▶ [Required work] Starting with the first line of the data that follows, transcribe every line verbatim until the line containing "use serde::Deserialize;" has been transcribed.

▶ [Saved data entries]
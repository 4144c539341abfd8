//! API configuration
//!
//! Read from `API_`-prefixed environment variables (`API_PORT`,
//! `API_JWT_SECRET`, `API_DEFAULT_LOCALE`, ...). Unset variables keep the
//! [`Default`] values.

use std::time::Duration;

use serde::Deserialize;

use core_kernel::{CoreError, FlatTranslator};

/// API configuration
#[derive(Debug, Clone, Deserialize)]
pub struct ApiConfig {
    /// Server host
    pub host: String,
    /// Server port
    pub port: u16,
    /// Shared secret of the identity provider's HS256 tokens
    pub jwt_secret: String,
    /// Lifetime of tokens issued by [`create_token`](crate::auth::create_token)
    pub jwt_expiration_secs: u64,
    /// Log level
    pub log_level: String,
    /// Locale of month labels and messages (`en` or `fr`)
    pub default_locale: String,
    /// Optional flat JSON catalog replacing the bundled translations
    pub translations_file: Option<String>,
    /// Idle seconds after which an open ledger session is discarded
    pub session_idle_secs: u64,
}

impl Default for ApiConfig {
    fn default() -> Self {
        Self {
            host: "0.0.0.0".to_string(),
            port: 8080,
            jwt_secret: "change-me-in-production".to_string(),
            jwt_expiration_secs: 3600,
            log_level: "info".to_string(),
            default_locale: "en".to_string(),
            translations_file: None,
            session_idle_secs: 1800,
        }
    }
}

impl ApiConfig {
    /// Loads configuration from environment
    pub fn from_env() -> Result<Self, config::ConfigError> {
        let defaults = Self::default();
        config::Config::builder()
            .set_default("host", defaults.host)?
            .set_default("port", i64::from(defaults.port))?
            .set_default("jwt_secret", defaults.jwt_secret)?
            .set_default("jwt_expiration_secs", defaults.jwt_expiration_secs as i64)?
            .set_default("log_level", defaults.log_level)?
            .set_default("default_locale", defaults.default_locale)?
            .set_default("session_idle_secs", defaults.session_idle_secs as i64)?
            .add_source(config::Environment::with_prefix("API"))
            .build()?
            .try_deserialize()
    }

    /// Returns the server address
    pub fn server_addr(&self) -> String {
        format!("{}:{}", self.host, self.port)
    }

    /// Idle time after which an open ledger session is discarded
    pub fn session_idle_timeout(&self) -> Duration {
        Duration::from_secs(self.session_idle_secs)
    }

    /// Loads the translation catalog
    ///
    /// # Errors
    ///
    /// `CoreError::Configuration` when the locale has no bundled catalog or
    /// the catalog file cannot be read or parsed.
    pub fn translator(&self) -> Result<FlatTranslator, CoreError> {
        if let Some(path) = &self.translations_file {
            let json = std::fs::read_to_string(path)
                .map_err(|e| CoreError::Configuration(format!("{}: {}", path, e)))?;
            return FlatTranslator::from_json(&json);
        }
        FlatTranslator::builtin(&self.default_locale).ok_or_else(|| {
            CoreError::Configuration(format!("unsupported locale: {}", self.default_locale))
        })
    }
}

#[cfg(test)]
mod tests {
    use super::*;
    use core_kernel::Translator;

    #[test]
    fn test_default_locale_is_english() {
        let translator = ApiConfig::default().translator().unwrap();
        assert_eq!(translator.translate("month.3"), "March");
    }

    #[test]
    fn test_default_session_idle_timeout() {
        assert_eq!(ApiConfig::default().session_idle_timeout(), Duration::from_secs(1800));
    }

    #[test]
    fn test_unknown_locale_is_configuration_error() {
        let config = ApiConfig {
            default_locale: "de".to_string(),
            ..ApiConfig::default()
        };
        assert!(matches!(config.translator(), Err(CoreError::Configuration(_))));
    }
}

▶ [Solution for this problem]
repository 4144c539341abfd8
//! API configuration
//!
//! Read from `API_`-prefixed environment variables (`API_PORT`,
//! `API_JWT_SECRET`, `API_DEFAULT_LOCALE`, ...). Unset variables keep the
//! [`Default`] values.

use std::time::Duration;

use serde::Deserialize;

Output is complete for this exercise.